The “green building” movement has progressed steadily from the fringes of the design and construction community into the body of mainstream architecture. During this past decade, membership in the U. S. Green Building Council (USGBC) has swelled to approximately 3,400 organizations, with architectural, engineering, and other professional firms making up over two-thirds of its numbers. And the Council’s Leadership in Energy and Environmental Design (LEED) green building rating and certification program has emerged as one of the more successful attempts to encourage the development and implementation of sustainable building practices.
At the same time, confusion abounds as to what exactly constitutes “greenness,” which green-labeled products and materials are truly sustainable over their life cycle, and which methods and strategies work best in navigating the maze of choices. “The Council has proved a valuable resource in working towards a common goal,” acknowledges Kit Ratcliff, principal and CEO of Ratcliff, an architectural firm based in Emeryville, Calif. “And LEED’s attempt to group so many diverse elements into a single certification system is fostering a huge conversation among architects, which is very good.”

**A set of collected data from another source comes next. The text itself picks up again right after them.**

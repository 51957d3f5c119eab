//! Standalone binary-artifact module.
//!
//! # Responsibilities
//! - Read the compiled module from disk
//! - Reject files that are not a version-1 binary module
//! - Defer the section walk to the init entry point
//!
//! # Design Decisions
//! - Preamble problems are load failures; body problems are init failures
//! - The artifact bytes move into the init entry point, nothing else keeps them

use std::path::PathBuf;

use futures_util::future::BoxFuture;
use futures_util::FutureExt;
use thiserror::Error;

use crate::capability::{Artifact, ArtifactModule, Chart, ChartFrame, InitEntry};
use crate::error::{BootstrapError, BootstrapResult};

/// Module magic number (`\0asm`).
pub const MAGIC: [u8; 4] = *b"\0asm";

/// Supported binary format version.
pub const VERSION: u32 = 1;

/// Magic plus version.
pub const PREAMBLE_LEN: usize = 8;

/// Highest known section id (data count).
const MAX_SECTION_ID: u8 = 12;

/// Problems found in an artifact's bytes.
#[derive(Debug, Error, PartialEq, Eq)]
pub enum ArtifactError {
    #[error("artifact is {0} bytes, shorter than the module preamble")]
    TooShort(usize),

    #[error("bad magic number {0:02x?}")]
    BadMagic([u8; 4]),

    #[error("unsupported module version {0}")]
    UnsupportedVersion(u32),

    #[error("unknown section id {id} at offset {offset}")]
    UnknownSection { id: u8, offset: usize },

    #[error("LEB128 value at offset {0} overflows u32")]
    LebOverflow(usize),

    #[error("truncated module at offset {0}")]
    Truncated(usize),
}

/// Location of one section inside the module.
#[derive(Debug, Clone, Copy, PartialEq, Eq)]
pub struct SectionHeader {
    pub id: u8,
    /// Offset of the section payload.
    pub offset: usize,
    pub size: usize,
}

/// Standalone computational module backed by a file on disk.
#[derive(Debug, Clone)]
pub struct ArtifactFile {
    path: PathBuf,
    frame: ChartFrame,
}

impl ArtifactFile {
    pub fn new(path: impl Into<PathBuf>, frame: ChartFrame) -> Self {
        Self {
            path: path.into(),
            frame,
        }
    }
}

impl ArtifactModule for ArtifactFile {
    fn load(self) -> BoxFuture<'static, BootstrapResult<Artifact>> {
        Box::pin(async move {
            let bytes = tokio::fs::read(&self.path).await.map_err(|e| {
                BootstrapError::CapabilityLoad(format!("{}: {}", self.path.display(), e))
            })?;
            check_preamble(&bytes).map_err(|e| {
                BootstrapError::CapabilityLoad(format!("{}: {}", self.path.display(), e))
            })?;

            tracing::debug!(
                path = %self.path.display(),
                size = bytes.len(),
                "Artifact loaded"
            );

            let path = self.path;
            let init: InitEntry = Box::new(move || {
                async move {
                    let sections = read_sections(&bytes).map_err(|e| {
                        BootstrapError::ArtifactInit(format!("{}: {}", path.display(), e))
                    })?;
                    tracing::info!(
                        path = %path.display(),
                        sections = sections.len(),
                        "Artifact instantiated"
                    );
                    Ok::<(), BootstrapError>(())
                }
                .boxed()
            });

            Ok(Artifact::new(Chart::from_frame(&self.frame), init))
        })
    }
}

/// Check the magic number and version.
pub fn check_preamble(bytes: &[u8]) -> Result<(), ArtifactError> {
    if bytes.len() < PREAMBLE_LEN {
        return Err(ArtifactError::TooShort(bytes.len()));
    }

    let magic = [bytes[0], bytes[1], bytes[2], bytes[3]];
    if magic != MAGIC {
        return Err(ArtifactError::BadMagic(magic));
    }

    let version = u32::from_le_bytes([bytes[4], bytes[5], bytes[6], bytes[7]]);
    if version != VERSION {
        return Err(ArtifactError::UnsupportedVersion(version));
    }

    Ok(())
}

/// Walk the section headers following the preamble.
pub fn read_sections(bytes: &[u8]) -> Result<Vec<SectionHeader>, ArtifactError> {
    check_preamble(bytes)?;

    let mut sections = Vec::new();
    let mut pos = PREAMBLE_LEN;

    while pos < bytes.len() {
        let id = bytes[pos];
        if id > MAX_SECTION_ID {
            return Err(ArtifactError::UnknownSection { id, offset: pos });
        }
        pos += 1;

        let size = read_leb128_u32(bytes, &mut pos)? as usize;
        let end = pos
            .checked_add(size)
            .filter(|end| *end <= bytes.len())
            .ok_or(ArtifactError::Truncated(pos))?;

        sections.push(SectionHeader {
            id,
            offset: pos,
            size,
        });
        pos = end;
    }

    Ok(sections)
}

fn read_leb128_u32(bytes: &[u8], pos: &mut usize) -> Result<u32, ArtifactError> {
    let start = *pos;
    let mut result = 0u32;

    for i in 0..5 {
        let byte = *bytes.get(*pos).ok_or(ArtifactError::Truncated(*pos))?;
        *pos += 1;

        // Fifth byte may only carry the top four bits.
        if i == 4 && byte & 0xf0 != 0 {
            return Err(ArtifactError::LebOverflow(start));
        }

        result |= u32::from(byte & 0x7f) << (7 * i);
        if byte & 0x80 == 0 {
            return Ok(result);
        }
    }

    Err(ArtifactError::LebOverflow(start))
}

But, Ratcliff observes, “the LEED system’s structure also makes it hard to get a sense of how the elements relate to each other and to the whole picture.” In response, the Ratcliff group has developed an electronic tool, the Green Matrix CD-ROM, designed to cross-reference topics of sustainability with the standard phases of project design and in so doing illuminate appropriate strategies for a particular phase of work. As a research and reference tool, it is a fast way to view various options and sort through a variety of information.
Further, the Matrix can be used as a programming and planning tool for clients, consultants, and even agencies, suggests architect Dan Meza, co-designer of the CD-ROM. “It can act as a ‘portal’ to green design strategies — assisting the implementation of sustainable design goals — as well as a checklist for developing project objectives well before the pen hits the paper.”
The Green Matrix started as a paper document about four years ago, but its designers — Meza and fellow architect Kurt Burkart — soon realized a digital format made more sense. The team first developed the tool as a pdf file for in-house use, then last year decided to test the idea more fully with a CD-ROM version, which was sent to some two thousand colleagues, clients, and industry contacts. Burkart has since left the firm but remains active in the ongoing development and enhancement of the program.
Recently the Green Matrix gained its own website (www.greenmatrix.net), which was unveiled at the EnvironDesign 8 conference held in Minneapolis this past April.
The Green Matrix is set up as a grid, with a horizontal heading for the five typical sustainable topics: site, water, energy, materials, and indoor environment — the same categories that comprise the LEED checklist. Seven design phases are listed vertically: proforma, master planning, pre-design, schematic design, design development, construction documents, and construction/post-occupancy.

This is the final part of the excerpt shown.